The dimension table will then have two keys:
- A key from the data source (the original OLTP key)
- A surrogate key, generated during the ETL process
The surrogate key enables you to include additional data sources later without having to consider the possibility of duplicate OLTP key values. In addition, these keys are transparent and easy to structure for reporting tools.
Dimensions and de-normalization
If the process of denormalizing OLTP data was uncontrolled, the number of columns in the dimension table would equal the number of columns in all the joined OLTP tables. To control the number of dimensions loaded, you manually select the columns in the OLTP sources to include in the dimension table when you build a DWD solution.
This column selection feature allows you to load only columns that your users need. Additional columns can be included in the load at a later date.
Multiple fact tables
It is possible to have more than one fact table in a star schema. Multiple fact tables are used when some, but not all, dimensions relate to some, but not all, facts.
Rapidly and slowly changing dimensions
Data warehouse analysis is ideally suited to monitoring trends in data.
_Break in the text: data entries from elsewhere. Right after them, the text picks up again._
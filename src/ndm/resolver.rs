//! Locating the router's web-auth endpoint
//!
//! The firmware only accepts `/auth` from the LAN interface, not from
//! `localhost`, so the manager asks RCI for the LAN address once at startup.

use super::rci::RciClient;
use std::fmt;
use tracing::{debug, info, warn};

/// Interface probed first
pub const PRIMARY_INTERFACE: &str = "Bridge0";

/// Interfaces tried in order when the primary probe fails
pub const FALLBACK_INTERFACES: [&str; 3] = ["Bridge0", "Home", "ISP"];

/// Conventional gateway address used when every probe fails
pub const FALLBACK_TARGET: &str = "http://192.168.1.1";

/// Where a resolved address came from
#[derive(Debug, Clone, PartialEq, Eq)]
pub enum TargetSource {
    PrimaryBridge,
    Interface(String),
    Fallback,
}

impl fmt::Display for TargetSource {
    fn fmt(&self, f: &mut fmt::Formatter<'_>) -> fmt::Result {
        match self {
            TargetSource::PrimaryBridge => write!(f, "auto-detected from {PRIMARY_INTERFACE}"),
            TargetSource::Interface(name) => write!(f, "from interface {name}"),
            TargetSource::Fallback => f.write_str("hardcoded fallback"),
        }
    }
}

#[derive(Debug, Clone, PartialEq, Eq)]
pub struct ResolvedTarget {
    pub base_url: String,
    pub source: TargetSource,
}

impl ResolvedTarget {
    /// True when no probe succeeded and the address is a guess
    pub fn is_degraded(&self) -> bool {
        self.source == TargetSource::Fallback
    }
}

pub struct TargetResolver {
    rci: RciClient,
}

impl TargetResolver {
    pub fn new(rci: RciClient) -> Self {
        Self { rci }
    }

    /// Resolve the auth base URL. Never fails; falls back to [`FALLBACK_TARGET`].
    pub async fn resolve(&self) -> ResolvedTarget {
        let target = match self.probe(PRIMARY_INTERFACE).await {
            Some(address) => ResolvedTarget {
                base_url: format!("http://{address}"),
                source: TargetSource::PrimaryBridge,
            },
            None => self.probe_fallbacks().await,
        };

        if target.is_degraded() {
            warn!(
                target_url = %target.base_url,
                source = %target.source,
                "All interface detection failed, router logins may fail"
            );
        } else {
            info!(target_url = %target.base_url, source = %target.source, "NDM auth URL resolved");
        }
        target
    }

    async fn probe_fallbacks(&self) -> ResolvedTarget {
        for name in FALLBACK_INTERFACES {
            if let Some(address) = self.probe(name).await {
                return ResolvedTarget {
                    base_url: format!("http://{address}"),
                    source: TargetSource::Interface(name.to_string()),
                };
            }
        }
        ResolvedTarget {
            base_url: FALLBACK_TARGET.to_string(),
            source: TargetSource::Fallback,
        }
    }

    async fn probe(&self, name: &str) -> Option<String> {
        match self.rci.show_interface(name).await {
            Ok(info) => {
                let address = info.ipv4().map(str::to_string);
                if address.is_none() {
                    debug!(interface = name, "Interface has no IPv4 address");
                }
                address
            }
            Err(e) => {
                debug!(interface = name, "Interface probe failed: {e}");
                None
            }
        }
    }
}
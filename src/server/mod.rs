//! HTTP management API
//!
//! `/api/auth/*` is public. Everything else under `/api` sits behind
//! [`middleware::require_auth`], including any routes the embedding process
//! mounts with [`ApiServer::with_routes`].

pub mod handlers;
pub mod middleware;

use crate::auth::AuthGateway;
use crate::error::{ManagerError, Result};
use axum::routing::{get, post};
use axum::Router;
use std::future::Future;
use std::net::SocketAddr;
use std::sync::Arc;
use tokio::net::TcpListener;
use tower_http::cors::CorsLayer;
use tracing::info;

/// Shared state for every handler
#[derive(Clone)]
pub struct AppState {
    pub gateway: Arc<AuthGateway>,
}

/// Build the API router.
///
/// `extra` routes are mounted as given (full paths) behind the auth middleware.
pub fn build_router(gateway: Arc<AuthGateway>, extra: Option<Router<AppState>>) -> Router {
    let state = AppState { gateway };

    let public_routes = Router::new()
        .route("/api/auth/login", post(handlers::login))
        .route("/api/auth/logout", post(handlers::logout))
        .route("/api/auth/check", get(handlers::check));

    let mut protected_routes = Router::new().route("/api/system", get(handlers::system_info));
    if let Some(extra) = extra {
        protected_routes = protected_routes.merge(extra);
    }
    let protected_routes = protected_routes.route_layer(axum::middleware::from_fn_with_state(
        state.clone(),
        middleware::require_auth,
    ));

    Router::new()
        .merge(public_routes)
        .merge(protected_routes)
        .layer(axum::middleware::from_fn(middleware::log_requests))
        .layer(CorsLayer::permissive())
        .with_state(state)
}

/// The manager's HTTP server
pub struct ApiServer {
    addr: SocketAddr,
    gateway: Arc<AuthGateway>,
    extra: Option<Router<AppState>>,
}

impl ApiServer {
    pub fn new(addr: SocketAddr, gateway: Arc<AuthGateway>) -> Self {
        Self {
            addr,
            gateway,
            extra: None,
        }
    }

    /// Mount additional management routes behind the auth middleware
    pub fn with_routes(mut self, routes: Router<AppState>) -> Self {
        self.extra = Some(match self.extra.take() {
            Some(existing) => existing.merge(routes),
            None => routes,
        });
        self
    }

    pub fn router(&self) -> Router {
        build_router(self.gateway.clone(), self.extra.clone())
    }

    /// Bind and serve until `shutdown` resolves
    pub async fn serve<F>(self, shutdown: F) -> Result<()>
    where
        F: Future<Output = ()> + Send + 'static,
    {
        let listener = TcpListener::bind(self.addr).await.map_err(|e| {
            ManagerError::config(format!("failed to bind {}: {e}", self.addr))
        })?;
        self.serve_on(listener, shutdown).await
    }

    /// Serve on an already bound listener
    pub async fn serve_on<F>(self, listener: TcpListener, shutdown: F) -> Result<()>
    where
        F: Future<Output = ()> + Send + 'static,
    {
        let app = self.router();
        let local_addr = listener.local_addr()?;
        info!(
            addr = %local_addr,
            auth_mode = %self.gateway.mode(),
            "Management API listening"
        );

        axum::serve(listener, app)
            .with_graceful_shutdown(shutdown)
            .await?;

        info!("Management API stopped");
        Ok(())
    }
}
To monitor time-changing data, you include dimensions to track rapid changes and slow changes in data over time.
For example, sales figures are typically rapidly changing data. However, an employee's job title is typically slowly changing data. To maintain continuity of data in the warehouse, the star schema must include dimensions that track rapidly and slowly changing data. You can then build OLAP cubes to monitor rapidly changing data before, after, or during changes in slowly changing data.
For example, if a product is repackaged, you can monitor sales (rapid change) before, after, and across the repackaging date (slow change).